ここしばらく、張り詰めた物しか見ていなかった。

 もう少し、この顔を眺めていたかったけれど。

 もう、そうはいかないのだろう、とは。

 鋭い眼が、語っていた。


「君に語っておきたいことがあった」


 微笑みの中で、心地よい声。

「地球が丸いことも、魔術の原理のほとんども、天体の移動法則さえこの世界の人類もまた導いてしまった」


 語る言葉は、もの悲しく、過去を見るように。

 そのくせ、その眼は、どこまでも、輝かしい未来に向けられている。

「だがね、ロビン君。この世界には未知がまだまだ山ほどある」


 ロビンはただ、うなずいた。

「どこにでも、誰にでも、いつだって、謎と言う物はあるものだ。君の前には、きっと、また別の謎が立ちはだかるだろう。宇宙の法則や世界の果てまで知り尽くせる、などとは言わないけれど」


 眼があった。

「どんな謎も、人が作ったものなら人に解き明かせる。

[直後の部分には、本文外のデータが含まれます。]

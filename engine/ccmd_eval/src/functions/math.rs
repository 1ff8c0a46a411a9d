//! Arithmetic.
//!
//! Integer arithmetic is checked: overflow is an error, never a wrap.
//! Mixing an integer with a float promotes to float. List arguments to the
//! reducing functions (`add`, `mult`, `min`, `max`) contribute their items.

use ccmd_value::Value;

use super::helpers::{finite, integral, optional, require_float, require_int, require_number, Number};
use super::random;
use crate::errors::{
    division_by_zero, integer_overflow, invalid_argument, modulo_by_zero, not_finite,
    wrong_arg_type, FnError, FnResult,
};
use crate::registry::{Arity, FunctionRegistry};

pub(super) fn register(registry: &mut FunctionRegistry) {
    registry.register_pure("add", Arity::AtLeast(1), add);
    registry.register_pure("sub", Arity::AtLeast(2), sub);
    registry.register_pure("mult", Arity::AtLeast(1), mult);
    registry.register_pure("div", Arity::AtLeast(2), div);
    registry.register_pure("fdiv", Arity::Exact(2), fdiv);
    registry.register_pure("mod", Arity::Exact(2), modulo);
    registry.register_pure("pow", Arity::Exact(2), pow);
    registry.register_pure("abs", Arity::Exact(1), abs);
    registry.register_pure("min", Arity::AtLeast(1), min);
    registry.register_pure("max", Arity::AtLeast(1), max);
    registry.register_pure("round", Arity::Between(1, 2), round);
    registry.register_pure("floor", Arity::Exact(1), floor);
    registry.register_pure("ceil", Arity::Exact(1), ceil);
    registry.register_pure("randInt", Arity::Between(1, 2), rand_int);
}

/// Every numeric operand, with list arguments flattened one level.
fn operands(args: &[Value]) -> Result<Vec<Number>, FnError> {
    let mut out = Vec::with_capacity(args.len());
    for (index, value) in args.iter().enumerate() {
        match value {
            Value::List(items) => {
                for item in items.iter() {
                    out.push(
                        Number::from_value(item)
                            .ok_or_else(|| wrong_arg_type(index, "a list of numbers", item))?,
                    );
                }
            }
            _ => out.push(
                Number::from_value(value).ok_or_else(|| wrong_arg_type(index, "a number", value))?,
            ),
        }
    }
    Ok(out)
}

/// Left fold with a checked integer op and a float op.
fn fold(
    numbers: &[Number],
    operation: &'static str,
    int_op: fn(i64, i64) -> Option<i64>,
    float_op: fn(f64, f64) -> f64,
) -> FnResult {
    let Some((&first, rest)) = numbers.split_first() else {
        return Err(invalid_argument("no numbers to operate on"));
    };
    let mut acc = first;
    for &n in rest {
        acc = match (acc, n) {
            (Number::Int(a), Number::Int(b)) => {
                Number::Int(int_op(a, b).ok_or_else(|| integer_overflow(operation))?)
            }
            (a, b) => Number::Float(float_op(a.to_f64(), b.to_f64())),
        };
    }
    acc.into_value()
}

fn add(args: &[Value]) -> FnResult {
    fold(&operands(args)?, "addition", i64::checked_add, |a, b| a + b)
}

fn sub(args: &[Value]) -> FnResult {
    fold(&operands(args)?, "subtraction", i64::checked_sub, |a, b| a - b)
}

fn mult(args: &[Value]) -> FnResult {
    fold(&operands(args)?, "multiplication", i64::checked_mul, |a, b| a * b)
}

/// Integer division truncates toward zero; any float operand makes it a
/// float division.
fn div(args: &[Value]) -> FnResult {
    let numbers = operands(args)?;
    if numbers.iter().skip(1).any(|n| n.to_f64() == 0.0) {
        return Err(division_by_zero());
    }
    fold(&numbers, "division", i64::checked_div, |a, b| a / b)
}

/// Always a float division.
fn fdiv(args: &[Value]) -> FnResult {
    let a = require_float(args, 0)?;
    let b = require_float(args, 1)?;
    if b == 0.0 {
        return Err(division_by_zero());
    }
    finite(a / b)
}

fn modulo(args: &[Value]) -> FnResult {
    match (require_number(args, 0)?, require_number(args, 1)?) {
        (_, Number::Int(0)) => Err(modulo_by_zero()),
        (Number::Int(a), Number::Int(b)) => a
            .checked_rem(b)
            .map(Value::Int)
            .ok_or_else(|| integer_overflow("modulo")),
        (a, b) => {
            if b.to_f64() == 0.0 {
                return Err(modulo_by_zero());
            }
            finite(a.to_f64() % b.to_f64())
        }
    }
}

/// Integer powers stay integers when the exponent is a small non-negative
/// integer.
fn pow(args: &[Value]) -> FnResult {
    match (require_number(args, 0)?, require_number(args, 1)?) {
        (Number::Int(base), Number::Int(exp)) if exp >= 0 => {
            let exp = u32::try_from(exp).map_err(|_| integer_overflow("power"))?;
            base.checked_pow(exp)
                .map(Value::Int)
                .ok_or_else(|| integer_overflow("power"))
        }
        (base, exp) => {
            let result = base.to_f64().powf(exp.to_f64());
            if result.is_nan() {
                return Err(not_finite());
            }
            finite(result)
        }
    }
}

fn abs(args: &[Value]) -> FnResult {
    match require_number(args, 0)? {
        Number::Int(n) => n
            .checked_abs()
            .map(Value::Int)
            .ok_or_else(|| integer_overflow("abs")),
        Number::Float(f) => finite(f.abs()),
    }
}

fn extreme(args: &[Value], want_max: bool) -> FnResult {
    let beats = |n: Number, best: Number| match (n, best) {
        (Number::Int(x), Number::Int(y)) => {
            if want_max {
                x > y
            } else {
                x < y
            }
        }
        _ if want_max => n.to_f64() > best.to_f64(),
        _ => n.to_f64() < best.to_f64(),
    };
    let mut best: Option<Number> = None;
    for n in operands(args)? {
        if best.is_none_or(|b| beats(n, b)) {
            best = Some(n);
        }
    }
    best.ok_or_else(|| invalid_argument("no numbers to compare"))?
        .into_value()
}

fn min(args: &[Value]) -> FnResult {
    extreme(args, false)
}

fn max(args: &[Value]) -> FnResult {
    extreme(args, true)
}

/// `round x [digits]`: half away from zero. Whole results are integers.
fn round(args: &[Value]) -> FnResult {
    let x = require_float(args, 0)?;
    match optional(args, 1) {
        Some(_) => {
            let digits = require_int(args, 1)?.clamp(0, 15) as i32;
            let scale = 10f64.powi(digits);
            let rounded = (x * scale).round() / scale;
            if digits == 0 {
                integral(rounded)
            } else {
                finite(rounded)
            }
        }
        None => integral(x.round()),
    }
}

fn floor(args: &[Value]) -> FnResult {
    integral(require_float(args, 0)?.floor())
}

fn ceil(args: &[Value]) -> FnResult {
    integral(require_float(args, 0)?.ceil())
}

/// `randInt max` is in `0..max`; `randInt min max` is in `min..max`.
fn rand_int(args: &[Value]) -> FnResult {
    let (lo, hi) = if args.len() == 1 {
        (0, require_int(args, 0)?)
    } else {
        (require_int(args, 0)?, require_int(args, 1)?)
    };
    if hi <= lo {
        return Err(invalid_argument(format!("empty range {lo}..{hi}")));
    }
    let span = hi.abs_diff(lo);
    let offset = random::below(span)?;
    lo.checked_add_unsigned(offset)
        .map(Value::Int)
        .ok_or_else(|| integer_overflow("randInt"))
}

間違いなく、君にも」

 希望に満ちた声。

 耳の奥に染み込むよう。

 ランプから香る油の匂いと、揺らぐ灯りが、なお、この場を優しく包むようだった。



 

 カタン、と木片が机をたたく。

 探偵が受け取った、クルビエが魔術の仕込みを終えた時に探偵を呼び込む仕掛けの音。


「先生」

「なんだい、ロビン君」


「話してるうちに、お話ししたいことをたくさん思い出しました」

「うん」


「仕事のことも、なんでもない日常のことも、あるいは先生自身のことも、そして僕の話も、二人で共通する友人の話も、それ以外のことももっと話したいことはありました」

「――今、話す時間がないわけじゃあないよ」


「行ってください。クルビエさんを待たせるわけにもいきませんし」


 ロビンは、その背中を押すように語り掛ける。


「使命なんでしょう?」

「君は強いな。安心して任せられるよ」

 探偵はくすりと笑うと、背を向ける。


 次の一歩を踏み出すのにたっぷりと時間をかけて。

「さようなら、わが助手(とも)

「悔いのないように、わが先生(とも)

 ロビンは、影も音も消えるまで、見送っていた。